Comme prévu, les rats hébergés dans des environnements enrichis – dotés de jouets, d’espace et de compagnons – ont appris à conduire plus vite que ceux vivant dans des cages standards. Cette découverte conforte l’idée selon laquelle les environnements complexes améliorent la neuroplasticité: la capacité du cerveau à changer tout au long de la vie en réponse aux demandes environnementales.
Après avoir publié nos recherches, l’histoire des rats volants est devenu viral dans les médias. Le projet se poursuit dans mon laboratoire avec de nouveaux véhicules améliorés actionnés par des rats, ou ROV, conçus par un professeur de robotique. John McManus et ses élèves. Ces ROV électriques améliorés – dotés d’un câblage à l’épreuve des rats, de pneus indestructibles et de leviers de conduite ergonomiques – s’apparentent à une version pour rongeurs du Cybertruck de Tesla.
En tant que neuroscientifique qui prône logement et tests animaux de laboratoire dans les habitats naturels, j’ai trouvé amusant de voir à quel point nous nous sommes éloignés de mes pratiques de laboratoire avec ce projet. Les rats préfèrent généralement la terre, les bâtons et les pierres aux objets en plastique. Maintenant, nous les faisions conduire des voitures.
Mais les humains n’ont pas non plus évolué pour conduire. Même si nos anciens ancêtres n’avaient pas de voiture, ils avaient un cerveau flexible cela leur a permis d’acquérir de nouvelles compétences : le feu, la langue, les outils en pierre et l’agriculture. Et quelque temps après l’invention de la roue, les humains ont fabriqué des voitures.

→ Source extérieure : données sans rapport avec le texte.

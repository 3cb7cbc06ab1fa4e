// Timeouts, topics, scale constants and the hardware address map
use std::path::Path;
use std::time::Duration;

use serde::{Deserialize, Serialize};

// Runtime loop frequency
pub const LOOP_HZ: u64 = 50;

// Highest loop rate with a non-zero millisecond tick
pub const MAX_LOOP_HZ: u64 = 1000;

// Operator input older than this is treated as stale (drive at zero)
pub const CMD_TIMEOUT: Duration = Duration::from_millis(250);

// Motor-safety expiration for the drive helper
pub const SAFETY_EXPIRATION: Duration = Duration::from_millis(100);

// Zenoh topics
pub const TOPIC_CMD_DRIVE: &str = "frc/cmd/drive"; // operator drive input
pub const TOPIC_CMD_CONTROL: &str = "frc/cmd/drive/control"; // mode toggles, autonomous requests
pub const TOPIC_DASHBOARD: &str = "frc/state/dashboard"; // telemetry values
pub const TOPIC_HEALTH: &str = "frc/state/health"; // health status

/// Raw encoder ticks per normalized position unit
pub const ENCODER_SCALE: f64 = 645.0;

/// Offset subtracted from the front-left current reading before publishing
pub const FL_CURRENT_OFFSET: f64 = 1.5;

/// Live-monitor group the primary drive motors are registered under
pub const LIVE_WINDOW_GROUP: &str = "Robot Drive";

#[derive(Debug, thiserror::Error)]
pub enum ConfigError {
    #[error("Failed to read robot map {path}: {source}")]
    Io {
        path: String,
        source: std::io::Error,
    },

    #[error("Invalid robot map {path}: {source}")]
    Parse {
        path: String,
        source: serde_json::Error,
    },
}

/// Hardware addresses for the drive subsystem
///
/// CAN ids for the six Talons and the PCM channel of the shifter.
#[derive(Debug, Clone, Serialize, Deserialize, PartialEq)]
#[serde(default)]
pub struct RobotMap {
    pub can_front_left: u8,
    pub can_rear_left: u8,
    pub can_front_right: u8,
    pub can_rear_right: u8,
    pub can_tension_left: u8,
    pub can_tension_right: u8,
    pub shifter_channel: u8,
    pub drive: DriveConfig,
}

impl Default for RobotMap {
    fn default() -> Self {
        Self {
            can_front_left: 1,
            can_rear_left: 2,
            can_front_right: 3,
            can_rear_right: 4,
            can_tension_left: 5,
            can_tension_right: 6,
            shifter_channel: 0,
            drive: DriveConfig::default(),
        }
    }
}

impl RobotMap {
    /// Load a robot map from a JSON file; missing fields keep their defaults
    pub fn load(path: &Path) -> Result<Self, ConfigError> {
        let display = path.display().to_string();
        let text = std::fs::read_to_string(path).map_err(|source| ConfigError::Io {
            path: display.clone(),
            source,
        })?;
        Self::from_json(&text).map_err(|source| ConfigError::Parse {
            path: display,
            source,
        })
    }

    pub fn from_json(text: &str) -> Result<Self, serde_json::Error> {
        serde_json::from_str(text)
    }
}

/// Tuning for the differential-drive helper
#[derive(Debug, Clone, Serialize, Deserialize, PartialEq)]
#[serde(default)]
pub struct DriveConfig {
    pub squared_inputs: bool,
    pub safety_expiration_ms: u64,
}

impl Default for DriveConfig {
    fn default() -> Self {
        Self {
            squared_inputs: true,
            safety_expiration_ms: SAFETY_EXPIRATION.as_millis() as u64,
        }
    }
}

impl DriveConfig {
    pub fn safety_expiration(&self) -> Duration {
        Duration::from_millis(self.safety_expiration_ms)
    }
}
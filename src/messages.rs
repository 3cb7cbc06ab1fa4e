// Define message types for the runtime

use std::collections::BTreeMap;

use serde::{Deserialize, Serialize};

/// Requested gear for the shifter
#[derive(Debug, Clone, Copy, Serialize, Deserialize, PartialEq, Eq)]
#[serde(rename_all = "snake_case")]
pub enum Gear {
    High,
    Low,
}

// Operator input from teleop -> runtime
#[derive(Debug, Clone, Copy, Serialize, Deserialize, PartialEq, Default)]
pub struct DriveCommand {
    pub forward: f64,
    pub turn: f64,
    #[serde(default, skip_serializing_if = "Option::is_none")]
    pub gear: Option<Gear>,
}

/// One-off requests from teleop/scripts -> runtime
#[derive(Debug, Clone, Copy, Serialize, Deserialize, PartialEq)]
#[serde(tag = "op", rename_all = "snake_case")]
pub enum ControlRequest {
    Stop,
    Restart,
    ResetEncoder,
    SetSafety { enabled: bool },
    SetPid { kp: f64, ki: f64, kd: f64 },
    ShiftHigh,
    ShiftLow,
    DriveDistance { distance: f64, speed: f64 },
}

/// Dashboard values published once per loop tick
#[derive(Debug, Clone, Serialize, Deserialize, Default, PartialEq)]
pub struct DashboardFrame {
    pub values: BTreeMap<String, f64>,
}

impl From<BTreeMap<String, f64>> for DashboardFrame {
    fn from(values: BTreeMap<String, f64>) -> Self {
        Self { values }
    }
}

/// Health status published by runtime
#[derive(Debug, Clone, Copy, Serialize, Deserialize, PartialEq)]
#[serde(rename_all = "snake_case")]
pub enum RuntimeHealth {
    Ok,
    CmdStale,
}
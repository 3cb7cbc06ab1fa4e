// Dashboard values and live-monitor registration
//
// The runtime owns a single NetworkTable for the whole process and hands
// subsystems an `Arc<dyn Dashboard>` at construction. Values are flushed to
// zenoh once per loop tick.

use std::collections::BTreeMap;
use std::sync::Mutex;

use tracing::debug;

/// Fire-and-forget numeric telemetry sink
pub trait Dashboard: Send + Sync {
    fn put_number(&self, key: &str, value: f64);
}

/// Registry of actuators exposed for live monitoring
pub trait LiveMonitor {
    fn add_actuator(&self, group: &str, label: &str, device_id: u8);
}

/// In-memory key/value table of the latest published numbers
#[derive(Debug, Default)]
pub struct NetworkTable {
    values: Mutex<BTreeMap<String, f64>>,
}

impl NetworkTable {
    pub fn new() -> Self {
        Self::default()
    }

    pub fn get_number(&self, key: &str) -> Option<f64> {
        self.lock().get(key).copied()
    }

    /// Copy of every value currently in the table
    pub fn snapshot(&self) -> BTreeMap<String, f64> {
        self.lock().clone()
    }

    fn lock(&self) -> std::sync::MutexGuard<'_, BTreeMap<String, f64>> {
        // A panicked writer leaves plain numbers behind; keep serving them
        self.values.lock().unwrap_or_else(|poisoned| poisoned.into_inner())
    }
}

impl Dashboard for NetworkTable {
    fn put_number(&self, key: &str, value: f64) {
        self.lock().insert(key.to_string(), value);
    }
}

/// One registered actuator
#[derive(Debug, Clone, PartialEq, Eq)]
pub struct ActuatorEntry {
    pub group: String,
    pub label: String,
    pub device_id: u8,
}

/// In-memory live-monitor registry
#[derive(Debug, Default)]
pub struct LiveWindow {
    entries: Mutex<Vec<ActuatorEntry>>,
}

impl LiveWindow {
    pub fn new() -> Self {
        Self::default()
    }

    pub fn entries(&self) -> Vec<ActuatorEntry> {
        self.entries
            .lock()
            .unwrap_or_else(|poisoned| poisoned.into_inner())
            .clone()
    }
}

impl LiveMonitor for LiveWindow {
    fn add_actuator(&self, group: &str, label: &str, device_id: u8) {
        debug!("Live monitor: {}/{} -> device {}", group, label, device_id);
        self.entries
            .lock()
            .unwrap_or_else(|poisoned| poisoned.into_inner())
            .push(ActuatorEntry {
                group: group.to_string(),
                label: label.to_string(),
                device_id,
            });
    }
}
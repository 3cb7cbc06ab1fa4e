pub mod command;
pub mod config;
pub mod drive;
pub mod hal;
pub mod messages;
pub mod runtime;
pub mod telemetry;
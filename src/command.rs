// Commands that run against the drive subsystem once per loop tick
//
// The runner keeps one default command (teleop) and at most one scheduled
// command (e.g. an autonomous drive). A scheduled command preempts the
// default until it finishes or is cancelled.

use std::time::{Duration, Instant};

use tokio::sync::watch;
use tracing::{debug, info};

use crate::config::CMD_TIMEOUT;
use crate::drive::{DifferentialDrive, DriveSubsystem};
use crate::hal::{MotorController, PidGains, Result, Solenoid};
use crate::messages::{DriveCommand, Gear};

/// Gains used by `DriveDistance` unless overridden
pub const DEFAULT_DISTANCE_GAINS: PidGains = PidGains {
    kp: 0.5,
    ki: 0.0,
    kd: 0.0,
};

pub trait Command<S>: Send {
    fn name(&self) -> &str;

    fn initialize(&mut self, _subsystem: &mut S) -> Result<()> {
        Ok(())
    }

    fn execute(&mut self, subsystem: &mut S) -> Result<()>;

    fn is_finished(&self) -> bool {
        false
    }

    fn end(&mut self, _subsystem: &mut S, _interrupted: bool) -> Result<()> {
        Ok(())
    }
}

struct Slot<S> {
    command: Box<dyn Command<S>>,
    initialized: bool,
}

impl<S> Slot<S> {
    fn new(command: Box<dyn Command<S>>) -> Self {
        Self {
            command,
            initialized: false,
        }
    }

    fn run(&mut self, subsystem: &mut S) -> Result<()> {
        if !self.initialized {
            debug!("Initializing command {}", self.command.name());
            self.command.initialize(subsystem)?;
            self.initialized = true;
        }
        self.command.execute(subsystem)
    }
}

/// Runs the default command, or the scheduled one while it is active
pub struct CommandRunner<S> {
    default: Option<Slot<S>>,
    active: Option<Slot<S>>,
    pending: Option<Box<dyn Command<S>>>,
}

impl<S> Default for CommandRunner<S> {
    fn default() -> Self {
        Self {
            default: None,
            active: None,
            pending: None,
        }
    }
}

impl<S> CommandRunner<S> {
    pub fn new() -> Self {
        Self::default()
    }

    pub fn set_default_command(&mut self, command: Box<dyn Command<S>>) {
        info!("Default command: {}", command.name());
        self.default = Some(Slot::new(command));
    }

    /// Queue a command to take over on the next tick, interrupting any active one
    pub fn schedule(&mut self, command: Box<dyn Command<S>>) {
        info!("Scheduling command: {}", command.name());
        self.pending = Some(command);
    }

    /// Name of the command that will run on the next tick
    pub fn current(&self) -> Option<&str> {
        self.pending
            .as_ref()
            .map(|c| c.name())
            .or_else(|| self.active.as_ref().map(|s| s.command.name()))
            .or_else(|| self.default.as_ref().map(|s| s.command.name()))
    }

    /// Interrupt the scheduled command, if any
    pub fn cancel(&mut self, subsystem: &mut S) -> Result<()> {
        self.pending = None;
        if let Some(mut slot) = self.active.take() {
            info!("Cancelling command {}", slot.command.name());
            if slot.initialized {
                slot.command.end(subsystem, true)?;
            }
        }
        Ok(())
    }

    /// Run one tick
    pub fn run(&mut self, subsystem: &mut S) -> Result<()> {
        if let Some(next) = self.pending.take() {
            self.cancel(subsystem)?;
            self.active = Some(Slot::new(next));
            // Default gets a fresh initialize when it resumes
            if let Some(default) = self.default.as_mut() {
                default.initialized = false;
            }
        }

        if let Some(slot) = self.active.as_mut() {
            slot.run(subsystem)?;
            if slot.command.is_finished() {
                info!("Command {} finished", slot.command.name());
                slot.command.end(subsystem, false)?;
                self.active = None;
            }
            return Ok(());
        }

        match self.default.as_mut() {
            Some(slot) => slot.run(subsystem),
            None => Ok(()),
        }
    }
}

/// Latest operator input with its arrival time
#[derive(Debug, Clone, Copy)]
pub struct OperatorInput {
    pub command: DriveCommand,
    pub received_at: Instant,
}

impl OperatorInput {
    pub fn now(command: DriveCommand) -> Self {
        Self {
            command,
            received_at: Instant::now(),
        }
    }
}

/// Default command: arcade drive from the latest operator input
///
/// Input older than the timeout drives at zero.
pub struct TeleopDrive {
    input: watch::Receiver<Option<OperatorInput>>,
    timeout: Duration,
}

impl TeleopDrive {
    pub fn new(input: watch::Receiver<Option<OperatorInput>>) -> Self {
        Self::with_timeout(input, CMD_TIMEOUT)
    }

    pub fn with_timeout(input: watch::Receiver<Option<OperatorInput>>, timeout: Duration) -> Self {
        Self { input, timeout }
    }

    fn fresh_command(&self) -> Option<DriveCommand> {
        let latest = *self.input.borrow();
        latest
            .filter(|input| input.received_at.elapsed() <= self.timeout)
            .map(|input| input.command)
    }
}

impl<M, S, D> Command<DriveSubsystem<M, S, D>> for TeleopDrive
where
    M: MotorController,
    S: Solenoid,
    D: DifferentialDrive,
{
    fn name(&self) -> &str {
        "TeleopDrive"
    }

    fn execute(&mut self, drive: &mut DriveSubsystem<M, S, D>) -> Result<()> {
        let Some(cmd) = self.fresh_command() else {
            return drive.arcade_drive(0.0, 0.0);
        };

        match cmd.gear {
            Some(Gear::High) if !drive.is_high_gear() => drive.shift_high()?,
            Some(Gear::Low) if drive.is_high_gear() => drive.shift_low()?,
            _ => {}
        }
        drive.arcade_drive(cmd.forward, cmd.turn)
    }
}

impl<M, S, D> DriveSubsystem<M, S, D>
where
    M: MotorController,
    S: Solenoid,
    D: DifferentialDrive,
{
    /// Register teleop as the default command for this subsystem
    pub fn init_default_command(
        &self,
        runner: &mut CommandRunner<Self>,
        input: watch::Receiver<Option<OperatorInput>>,
    ) {
        runner.set_default_command(Box::new(TeleopDrive::new(input)));
    }
}

/// Autonomous: drive straight until the scaled encoder reaches `distance`
///
/// Safety is off for the duration since commands arrive only when the loop
/// ticks; it is restored on end.
pub struct DriveDistance {
    distance: f64,
    speed: f64,
    gains: PidGains,
    reached: bool,
}

impl DriveDistance {
    /// Negative distance drives backwards; `speed` magnitude is used
    pub fn new(distance: f64, speed: f64) -> Self {
        Self::with_gains(distance, speed, DEFAULT_DISTANCE_GAINS)
    }

    pub fn with_gains(distance: f64, speed: f64, gains: PidGains) -> Self {
        Self {
            distance,
            speed,
            gains,
            reached: false,
        }
    }
}

impl<M, S, D> Command<DriveSubsystem<M, S, D>> for DriveDistance
where
    M: MotorController,
    S: Solenoid,
    D: DifferentialDrive,
{
    fn name(&self) -> &str {
        "DriveDistance"
    }

    fn initialize(&mut self, drive: &mut DriveSubsystem<M, S, D>) -> Result<()> {
        info!(
            "Driving {} units at speed {}",
            self.distance,
            self.speed.abs()
        );
        self.reached = false;
        drive.set_safety(false);
        drive.set_pid(self.gains.kp, self.gains.ki, self.gains.kd)?;
        drive.reset_encoder()
    }

    fn execute(&mut self, drive: &mut DriveSubsystem<M, S, D>) -> Result<()> {
        let position = drive.scaled_encoder_position()?;
        if position.abs() >= self.distance.abs() {
            self.reached = true;
            return Ok(());
        }

        let power = self.speed.abs().copysign(self.distance);
        drive.arcade_drive(power, 0.0)?;
        debug!(
            "DriveDistance: position={:.3}, error={:.3}",
            position,
            drive.scaled_error()?
        );
        Ok(())
    }

    fn is_finished(&self) -> bool {
        self.reached
    }

    fn end(&mut self, drive: &mut DriveSubsystem<M, S, D>, interrupted: bool) -> Result<()> {
        if interrupted {
            info!("DriveDistance interrupted");
        }
        drive.arcade_drive(0.0, 0.0)?;
        drive.set_safety(true);
        Ok(())
    }
}
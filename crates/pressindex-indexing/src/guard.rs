//! Single-flight guard for batch runs.
//!
//! At most one batch per index name runs at a time. A second caller is
//! rejected rather than queued; the external trigger retries later.

use std::collections::HashSet;
use std::sync::{Arc, Mutex, PoisonError};

/// Registry of index names with a batch in flight.
///
/// Cheap to clone; clones share state.
#[derive(Debug, Clone, Default)]
pub struct RunRegistry {
    running: Arc<Mutex<HashSet<String>>>,
}

impl RunRegistry {
    pub fn new() -> Self {
        Self::default()
    }

    /// Mark `index_name` as running.
    ///
    /// Returns `None` if a run for the same name is already active.
    pub fn try_acquire(&self, index_name: &str) -> Option<RunGuard> {
        let mut running = self
            .running
            .lock()
            .unwrap_or_else(PoisonError::into_inner);
        if running.insert(index_name.to_string()) {
            Some(RunGuard {
                running: self.running.clone(),
                index_name: index_name.to_string(),
            })
        } else {
            None
        }
    }

    pub fn is_running(&self, index_name: &str) -> bool {
        self.running
            .lock()
            .unwrap_or_else(PoisonError::into_inner)
            .contains(index_name)
    }
}

/// RAII guard that releases the index name when dropped, including on panic.
#[derive(Debug)]
pub struct RunGuard {
    running: Arc<Mutex<HashSet<String>>>,
    index_name: String,
}

impl RunGuard {
    pub fn index_name(&self) -> &str {
        &self.index_name
    }
}

impl Drop for RunGuard {
    fn drop(&mut self) {
        self.running
            .lock()
            .unwrap_or_else(PoisonError::into_inner)
            .remove(&self.index_name);
    }
}
//! Index schema derivation.
//!
//! The schema has three sections, always in this order:
//! - Fixed post fields (title, content, dates, ...)
//! - One TAG field per indexable taxonomy
//! - One TEXT field per indexable metadata key, after the `meta_schema` hook

use std::collections::HashSet;

use pressindex_types::{validate_index_name, FieldSpec, Hooks, IndexSchema, TypesError};

use crate::error::SearchError;

pub const FIELD_POST_TITLE: &str = "post_title";
pub const FIELD_POST_CONTENT: &str = "post_content";
pub const FIELD_POST_CONTENT_FILTERED: &str = "post_content_filtered";
pub const FIELD_POST_EXCERPT: &str = "post_excerpt";
pub const FIELD_POST_TYPE: &str = "post_type";
pub const FIELD_POST_AUTHOR: &str = "post_author";
pub const FIELD_POST_ID: &str = "post_id";
pub const FIELD_MENU_ORDER: &str = "menu_order";
pub const FIELD_PERMALINK: &str = "permalink";
pub const FIELD_POST_DATE: &str = "post_date";

/// Relevance weight of the title field
pub const TITLE_WEIGHT: f64 = 5.0;

/// Fixed post fields in declaration order.
pub fn fixed_fields() -> Vec<FieldSpec> {
    vec![
        FieldSpec::text(FIELD_POST_TITLE)
            .with_weight(TITLE_WEIGHT)
            .sortable(),
        FieldSpec::text(FIELD_POST_CONTENT),
        FieldSpec::text(FIELD_POST_CONTENT_FILTERED),
        FieldSpec::text(FIELD_POST_EXCERPT),
        FieldSpec::text(FIELD_POST_TYPE),
        FieldSpec::text(FIELD_POST_AUTHOR),
        FieldSpec::numeric(FIELD_POST_ID).sortable(),
        FieldSpec::numeric(FIELD_MENU_ORDER),
        FieldSpec::text(FIELD_PERMALINK),
        FieldSpec::numeric(FIELD_POST_DATE).sortable(),
    ]
}

/// Build the schema for `index_name`.
///
/// Deterministic for a given configuration and hook registry. Fails with
/// [`SearchError::SchemaConflict`] on the first repeated field name.
pub fn build_schema(
    index_name: &str,
    indexable_meta_keys: &[String],
    indexable_taxonomies: &[String],
    hooks: &Hooks,
) -> Result<IndexSchema, SearchError> {
    validate_index_name(index_name).map_err(|e| match e {
        TypesError::InvalidConfiguration(msg) => SearchError::InvalidConfiguration(msg),
        other => SearchError::Types(other),
    })?;

    let mut fields = fixed_fields();

    fields.extend(indexable_taxonomies.iter().map(FieldSpec::tag));

    let meta_fields: Vec<FieldSpec> = indexable_meta_keys.iter().map(FieldSpec::text).collect();
    fields.extend(hooks.meta_schema.apply(meta_fields, indexable_meta_keys));

    let mut seen = HashSet::with_capacity(fields.len());
    for field in &fields {
        if !seen.insert(field.name.as_str()) {
            return Err(SearchError::SchemaConflict(field.name.clone()));
        }
    }

    Ok(IndexSchema::new(index_name, fields))
}

#[cfg(test)]
mod tests {
    use super::*;
    use pressindex_types::FieldType;

    fn strings(values: &[&str]) -> Vec<String> {
        values.iter().map(|s| s.to_string()).collect()
    }

    #[test]
    fn test_fixed_fields_order() {
        let schema = build_schema("blog", &[], &[], &Hooks::new()).unwrap();
        assert_eq!(
            schema.field_names(),
            vec![
                "post_title",
                "post_content",
                "post_content_filtered",
                "post_excerpt",
                "post_type",
                "post_author",
                "post_id",
                "menu_order",
                "permalink",
                "post_date",
            ]
        );

        let title = schema.field("post_title").unwrap();
        assert_eq!(title.weight, Some(5.0));
        assert!(title.sortable);
        assert_eq!(schema.field("post_id").unwrap().field_type, FieldType::Numeric);
    }

    #[test]
    fn test_sections_ordered() {
        let schema = build_schema(
            "blog",
            &strings(&["price", "sku"]),
            &strings(&["category", "post_tag"]),
            &Hooks::new(),
        )
        .unwrap();

        let names = schema.field_names();
        assert_eq!(&names[10..], &["category", "post_tag", "price", "sku"]);
        assert_eq!(schema.field("category").unwrap().field_type, FieldType::Tag);
        assert_eq!(schema.field("price").unwrap().field_type, FieldType::Text);
    }

    #[test]
    fn test_deterministic() {
        let meta = strings(&["a", "b"]);
        let tax = strings(&["category"]);
        let hooks = Hooks::new();
        let first = build_schema("blog", &meta, &tax, &hooks).unwrap();
        let second = build_schema("blog", &meta, &tax, &hooks).unwrap();
        assert_eq!(first, second);
    }

    #[test]
    fn test_meta_schema_hook_can_modify() {
        let mut hooks = Hooks::new();
        hooks.meta_schema.add(|mut fields, keys| {
            assert_eq!(keys.len(), 1);
            assert_eq!(keys[0], "price");
            fields[0] = FieldSpec::numeric("price").sortable();
            fields
        });

        let schema = build_schema("blog", &strings(&["price"]), &[], &hooks).unwrap();
        let price = schema.field("price").unwrap();
        assert_eq!(price.field_type, FieldType::Numeric);
        assert!(price.sortable);
    }

    #[test]
    fn test_duplicate_names_conflict() {
        let err = build_schema("blog", &strings(&["post_title"]), &[], &Hooks::new()).unwrap_err();
        assert!(matches!(err, SearchError::SchemaConflict(name) if name == "post_title"));

        let err = build_schema(
            "blog",
            &strings(&["genre"]),
            &strings(&["genre"]),
            &Hooks::new(),
        )
        .unwrap_err();
        assert!(matches!(err, SearchError::SchemaConflict(_)));

        let err = build_schema("blog", &[], &strings(&["tag", "tag"]), &Hooks::new()).unwrap_err();
        assert!(matches!(err, SearchError::SchemaConflict(_)));
    }

    #[test]
    fn test_invalid_index_name() {
        let err = build_schema("bad name", &[], &[], &Hooks::new()).unwrap_err();
        assert!(matches!(err, SearchError::InvalidConfiguration(_)));
    }
}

Même si les voitures conçues pour les rats sont loin d’être comparables à tout ce qu’ils pourraient rencontrer dans la nature, nous avons pensé que conduire était une manière intéressante d’étudier comment les rongeurs acquièrent de nouvelles compétences. De manière inattendue, nous avons découvert que les rats étaient extrêmement motivés pour leur entraînement à la conduite, sautant souvent dans la voiture et faisant tourner le « moteur à levier » avant que leur véhicule ne prenne la route. Pourquoi était-ce ?
Regarder dessus
Certains rats qui s’entraînent à conduire appuient sur un levier avant que leur voiture ne soit placée sur la piste, comme s’ils attendaient avec impatience le trajet qui les attend.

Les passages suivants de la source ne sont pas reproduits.